The institution now expects Macau’s gross domestic product (GDP) to grow by 10.6 percent this year, down from a previous estimate of 13.9 percent made in May.

Regarding 2025, the IMF expects Macau’s economic growth to reach 7.3 percent, down from a previous estimate of 9.6 percent.

Macau’s GDP grew by 15.7 percent year-on-year in real terms in the first half of 2024, according to data from the city’s Statistics and Census Service.

In the second quarter of 2024, Macau’s GDP rose by 6.9 percent year-on-year in real terms, a slowdown from the 25.7-percent growth recorded in the preceding three months, showed official data.

When it announced in May its forecast for 2024, the IMF said Macau’s GDP growth would be “driven by further recovery in the gaming sector and pickup in private investment, partly due to commitments from gaming concessionaires to invest in non-gaming sectors”.

In the latest World Economic Outlook report, the IMF said global growth is “expected to remain stable yet underwhelming,” at 3.2 percent in 2024 and 2025.

It added: “While the global decline in inflation is a major milestone, downside risks are rising and now dominate the outlook: an escalation in regional conflicts, monetary policy remaining tight for too long, a possible resurgence of financial market volatility with adverse effects on sovereign debt markets … a deeper growth slowdown in China, and the continued ratcheting up of protectionist policies.”
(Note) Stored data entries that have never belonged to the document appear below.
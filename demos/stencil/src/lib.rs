#![deny(
    unsafe_code,
    clippy::unwrap_used,
    clippy::expect_used,
    clippy::panic,
    clippy::todo,
    clippy::unimplemented,
    clippy::dbg_macro
)]
#![cfg_attr(test, allow(clippy::unwrap_used, clippy::expect_used, clippy::panic))]

//! A small text template language built on scankit.
//!
//! - `{{ name }}` substitutes an argument
//! - `{#upper ... #}` applies a filter (`upper`, `lower`, `trim`) to its content
//! - `{? ... ?}` renders only when every variable inside it is set
//!
//! ```ignore
//! let stencil = Stencil::new()?;
//! let text = stencil.render("Hello {#upper {{name}}#}{?, {{title}}?}!", [("name", "ada")])?;
//! assert_eq!(text, "Hello ADA!");
//! ```

use scankit::{Compiler, Link, Linker, NodeTree};
use thiserror::Error;

pub mod delimiters;
mod grammar;
mod render;

pub use grammar::{Filter, Kind, Piece, Stencil};
pub use render::Render;

#[derive(Error, Debug, Clone, PartialEq, Eq)]
pub enum StencilError {
    #[error(transparent)]
    Engine(#[from] scankit::Error),

    #[error("missing argument `{0}`")]
    MissingArgument(String),
}

impl Stencil {
    /// Parses and compiles `source` with `args` bound.
    pub fn compile<K, V>(
        &self,
        source: &str,
        args: impl IntoIterator<Item = (K, V)>,
    ) -> Result<Linker<Piece>, StencilError>
    where
        K: Into<String>,
        V: Into<String>,
    {
        let nodes = NodeTree::parse(self, source)?;
        let mut compiler = Compiler::new(nodes, Linker::new());
        compiler.set_arguments(args);
        Ok(compiler.compile()?)
    }

    /// Parses, compiles and renders `source` in one go.
    pub fn render<K, V>(
        &self,
        source: &str,
        args: impl IntoIterator<Item = (K, V)>,
    ) -> Result<String, StencilError>
    where
        K: Into<String>,
        V: Into<String>,
    {
        Render.link(&self.compile(source, args)?)
    }
}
The slowdown in China referred to the possibility that the mainland, the key tourism feeder market for Macau, could experience a “deeper- or longer-than-expected contraction” in its property sector, which “could weaken consumer sentiment and generate negative global spillovers given China’s large footprint in global trade”.

But the IMF said previously that the Macau policy on broadening the city’s economic activity and its appeal to the rest of the world, should “mitigate” some of the mainland-related risk.